WORK ITEM →
Look through the entries for the string "below" and copy every line where it shows up.

WORKING DATA →
------

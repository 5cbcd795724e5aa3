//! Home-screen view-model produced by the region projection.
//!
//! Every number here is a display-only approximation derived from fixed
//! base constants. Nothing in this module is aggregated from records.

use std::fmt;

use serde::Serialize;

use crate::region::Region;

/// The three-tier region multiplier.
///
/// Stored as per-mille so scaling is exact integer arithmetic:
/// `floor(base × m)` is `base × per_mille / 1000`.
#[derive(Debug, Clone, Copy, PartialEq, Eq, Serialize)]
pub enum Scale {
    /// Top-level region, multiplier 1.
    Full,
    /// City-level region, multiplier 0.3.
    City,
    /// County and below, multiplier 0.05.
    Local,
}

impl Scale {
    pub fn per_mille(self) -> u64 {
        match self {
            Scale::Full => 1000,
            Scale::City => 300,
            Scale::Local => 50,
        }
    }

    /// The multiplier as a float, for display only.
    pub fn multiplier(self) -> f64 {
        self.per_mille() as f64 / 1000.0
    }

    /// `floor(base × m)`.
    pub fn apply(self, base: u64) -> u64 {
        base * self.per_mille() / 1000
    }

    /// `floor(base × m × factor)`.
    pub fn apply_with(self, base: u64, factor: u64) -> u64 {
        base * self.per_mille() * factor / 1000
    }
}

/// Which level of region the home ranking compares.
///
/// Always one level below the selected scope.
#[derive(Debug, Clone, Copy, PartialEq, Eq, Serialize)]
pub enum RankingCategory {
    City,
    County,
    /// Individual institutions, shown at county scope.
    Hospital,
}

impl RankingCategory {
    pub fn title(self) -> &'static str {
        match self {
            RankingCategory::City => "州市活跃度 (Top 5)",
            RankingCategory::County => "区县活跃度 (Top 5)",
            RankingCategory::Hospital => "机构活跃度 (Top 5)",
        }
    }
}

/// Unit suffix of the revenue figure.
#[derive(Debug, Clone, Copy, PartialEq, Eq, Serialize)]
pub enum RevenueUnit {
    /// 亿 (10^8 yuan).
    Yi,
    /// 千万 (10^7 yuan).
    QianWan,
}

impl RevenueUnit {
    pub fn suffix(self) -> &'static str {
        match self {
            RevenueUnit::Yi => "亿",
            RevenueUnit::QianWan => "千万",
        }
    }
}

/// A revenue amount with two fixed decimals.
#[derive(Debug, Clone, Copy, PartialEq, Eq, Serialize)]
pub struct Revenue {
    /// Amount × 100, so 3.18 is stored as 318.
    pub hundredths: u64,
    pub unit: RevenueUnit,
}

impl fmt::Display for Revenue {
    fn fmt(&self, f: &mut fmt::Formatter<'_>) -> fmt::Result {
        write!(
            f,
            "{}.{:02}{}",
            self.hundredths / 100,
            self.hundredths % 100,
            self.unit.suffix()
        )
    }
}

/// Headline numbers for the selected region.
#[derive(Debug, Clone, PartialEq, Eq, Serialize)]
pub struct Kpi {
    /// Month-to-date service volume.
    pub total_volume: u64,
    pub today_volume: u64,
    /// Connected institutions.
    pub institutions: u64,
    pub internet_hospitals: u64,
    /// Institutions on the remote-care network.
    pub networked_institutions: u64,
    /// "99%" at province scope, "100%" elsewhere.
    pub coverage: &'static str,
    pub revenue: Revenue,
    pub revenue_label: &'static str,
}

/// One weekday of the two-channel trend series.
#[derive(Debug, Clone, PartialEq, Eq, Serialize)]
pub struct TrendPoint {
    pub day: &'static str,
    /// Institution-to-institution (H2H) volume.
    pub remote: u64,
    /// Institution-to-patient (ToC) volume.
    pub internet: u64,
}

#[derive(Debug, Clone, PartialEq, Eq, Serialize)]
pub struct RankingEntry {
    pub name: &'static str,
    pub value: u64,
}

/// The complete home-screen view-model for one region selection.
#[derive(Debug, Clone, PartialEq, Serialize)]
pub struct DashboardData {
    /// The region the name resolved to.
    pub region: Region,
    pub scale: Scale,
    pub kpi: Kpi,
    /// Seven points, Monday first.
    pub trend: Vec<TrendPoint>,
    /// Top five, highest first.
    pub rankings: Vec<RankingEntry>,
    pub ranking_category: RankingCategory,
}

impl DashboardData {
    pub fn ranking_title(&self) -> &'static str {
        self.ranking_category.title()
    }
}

------

RESPONSE →
    /// County and below, multiplier 0.05.
/// Always one level below the selected scope.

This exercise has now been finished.